Goodman played a clip of George W. Bush painting horrors based on that very allegation. They don't feel the need to even present a supportable lie. Reality can be whatever they want it to be. They have the force, and that is all that matters to them. Power is the only thing they respect. For all their nauseating sanctimoniousness, they are amoral.

  • The thousands of protestors who greeted Bush in New York were invisible to the media. See TVNewsLies
  • General Musharraf who overthrew the democratically elected president of Pakistan in a bloody military coup changed his name to "President" Musharraf. Now he's an honored guest at the White House. See Working For Change.
  • More trouble for the New York Times' Judith Miller. See the Washington Post.
  • Now the US is attacking inside Syria and Rumsfeld is saying, "borders in real life are not always clear," or something equivalent. The philosophy of Don Rumsfeld. See BBC
  • The New Republic clearly lays out the Bush administration's marketing campaign for the selling of the Iraq war. Lies and all.
  • It's only British reporters who really question the Bush administration. See the Independent.
  • According to Palestinian prime minister Abbas, Bush said it was God who told him to attack Iraq... "God told me to strike at al Qaida and Istruck them, and then he instructed me tostrike at Saddam, which I did, and now I am determined to solve the problem in the Middle East." Oh God. See Haaretz
  • The Daily News is not correcting its Jessica Lynch mistakes. See the Village Voice.
  • Here is the other shoe we have been waiting for for a long time. Bush has declared a man an "enemy combatant," which means he doesn't get due process of the law. The prosecutors say, yeah we could have won the case. Well do it then. Obviously if this precedent is set, it bodes very badly for the future. In this case the defendant may seem to deserve it to some. But once it is done to him it can be done to anyone else. This is very very serious. See the Sun Times.

    June 27, 2003

    Orwell Week

    Orwell's birthday should get at least a week of observance. Here are a couple of good Orwell links:

    1984 text.
    The Gutenberg Project provides the online text for a number of Orwell pieces, including, 1984, Animal Farm, Keep the Aspidistra Flying, Burmese Days, Homage to Catalonia, Politics and the English Language and The Road to Wigan Pier.

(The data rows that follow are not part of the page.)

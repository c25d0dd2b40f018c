//! Upload-side scheduling.
//!
//! - [`ChunkBufferScheduler`] - Cuts an input stream into pooled fixed-size chunks
//!   and runs a handler on them with bounded parallelism
//! - [`SchedulerStats`] - Allocation, dispatch, and backpressure counters

mod engine;

pub use engine::{ChunkBufferScheduler, SchedulerStats};
//! Benchmarks for chunkxfer.
//!
//! Run with:
//!     cargo bench

use std::hint::black_box;

use bytes::Bytes;
use criterion::{BenchmarkId, Criterion, Throughput, criterion_group, criterion_main};
use futures_util::{StreamExt, stream};
use tokio::runtime::Runtime;

use chunkxfer::{
    ByteStream, ChunkBuffer, ChunkBufferScheduler, ResumableReadStream, ResumeOptions,
    SchedulerConfig, byte_stream,
};

fn payload(size: usize) -> Vec<u8> {
    (0..size).map(|i| (i * 7 + 13) as u8).collect()
}

fn fragments(data: &[u8], piece: usize) -> Vec<Bytes> {
    data.chunks(piece).map(Bytes::copy_from_slice).collect()
}

async fn schedule(parts: Vec<Bytes>, config: SchedulerConfig) -> u64 {
    let input = stream::iter(parts.into_iter().map(Ok::<_, std::io::Error>));
    let mut scheduler = ChunkBufferScheduler::new(input, config, |chunk: ChunkBuffer| async move {
        black_box(chunk.len());
        Ok::<_, std::io::Error>(())
    })
    .unwrap();
    scheduler.run().await.unwrap();
    scheduler.stats().chunks_dispatched
}

fn bench_scheduler(c: &mut Criterion) {
    let runtime = Runtime::new().unwrap();
    let mut group = c.benchmark_group("scheduler");
    let size = 16 * 1024 * 1024;
    let data = payload(size);
    group.throughput(Throughput::Bytes(size as u64));

    // Fragments larger than, equal to, and much smaller than a buffer.
    for piece in [4 * 1024 * 1024, 1024 * 1024, 16 * 1024] {
        let parts = fragments(&data, piece);
        let config = SchedulerConfig::new(1024 * 1024, 4, 4).unwrap();
        group.bench_with_input(
            BenchmarkId::new("fragment", format!("{}kb", piece / 1024)),
            &parts,
            |b, parts| {
                b.to_async(&runtime)
                    .iter(|| schedule(black_box(parts.clone()), config));
            },
        );
    }

    group.finish();
}

fn bench_resumable(c: &mut Criterion) {
    let runtime = Runtime::new().unwrap();
    let mut group = c.benchmark_group("resumable");
    let size = 4 * 1024 * 1024;
    let data = Bytes::from(payload(size));
    group.throughput(Throughput::Bytes(size as u64));

    group.bench_function("clean", |b| {
        b.to_async(&runtime).iter(|| {
            let parts = fragments(&data, 64 * 1024);
            async move {
                let initial =
                    byte_stream(stream::iter(parts.into_iter().map(Ok::<_, std::io::Error>)));
                let reader = ResumableReadStream::new(
                    initial,
                    |_at| async { Err::<ByteStream, _>(std::io::Error::other("unused")) },
                    0,
                    size as u64,
                    ResumeOptions::default(),
                )
                .unwrap();
                let total = reader
                    .fold(0usize, |n, chunk| async move { n + chunk.unwrap().len() })
                    .await;
                black_box(total)
            }
        });
    });

    group.finish();
}

criterion_group!(benches, bench_scheduler, bench_resumable);
criterion_main!(benches);
//! Input bytes that have not yet been cut into a chunk.

use std::collections::VecDeque;

use bytes::{Buf, Bytes};

/// Queue of raw input fragments plus their total length.
#[derive(Debug, Default)]
pub(crate) struct PendingRegion {
    fragments: VecDeque<Bytes>,
    len: usize,
}

impl PendingRegion {
    pub(crate) fn new() -> Self {
        Self::default()
    }

    pub(crate) fn push(&mut self, fragment: Bytes) {
        if fragment.is_empty() {
            return;
        }
        self.len += fragment.len();
        self.fragments.push_back(fragment);
    }

    pub(crate) fn len(&self) -> usize {
        self.len
    }

    #[cfg(test)]
    pub(crate) fn is_empty(&self) -> bool {
        self.len == 0
    }

    /// Moves the first `n` pending bytes into `dst`.
    ///
    /// A head fragment that already covers `n` bytes is copied in one pass;
    /// otherwise fragments are drained front to back. Caller guarantees
    /// `n <= self.len()`.
    pub(crate) fn take_into(&mut self, dst: &mut Vec<u8>, n: usize) {
        debug_assert!(n <= self.len);

        if let Some(head) = self.fragments.front_mut()
            && head.len() >= n
        {
            dst.extend_from_slice(&head[..n]);
            head.advance(n);
            if head.is_empty() {
                self.fragments.pop_front();
            }
            self.len -= n;
            return;
        }

        let mut remaining = n;
        while remaining > 0 {
            let Some(head) = self.fragments.front_mut() else {
                break;
            };
            if head.len() <= remaining {
                dst.extend_from_slice(head);
                remaining -= head.len();
                self.fragments.pop_front();
            } else {
                dst.extend_from_slice(&head[..remaining]);
                head.advance(remaining);
                remaining = 0;
            }
        }
        self.len -= n - remaining;
    }
}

  • Artists and fascists have a hard time coexisting, says Suneet Chopra in "Artists Against Imperialism" on "ZNet". "Hitler closed down the famous Bauhaus in 1934, claiming it was producing `degenerate art'," Chopra says. "This is what the German dictator thought of artists such as Klee, Kandinsky, Feininger and so many others like them. Artists, of course, had even less respect for the fascists, and many, like George Grosz, actually left Nazi Germany for Britain and the United States. Others died in concentration camps."
  • In the greatest American spirit of independence, Rooftop Films will present The UnAmerican Film Festival on -- when? July 4th. That great day of defiance of illegitimate authority. Rooftop Films says, "Now a year and a half [after 911] we live in changed society, one that is sharply divided. The 4th of July is clearly no longer just another holiday for barbecue, beer and harmless explosions—not in a country where they play 'God Bless America' during the 7th inning stretch at a baseball game and where protesters burn the American flag outside a police seminar. In these charged times, we are all clearly aware that the 4th of July is a day on which to think about what this country stands for, what it means to live here, and what it means to be an American."
  • Bush kisses off the workers. Eight million may lose overtime pay. See CNN.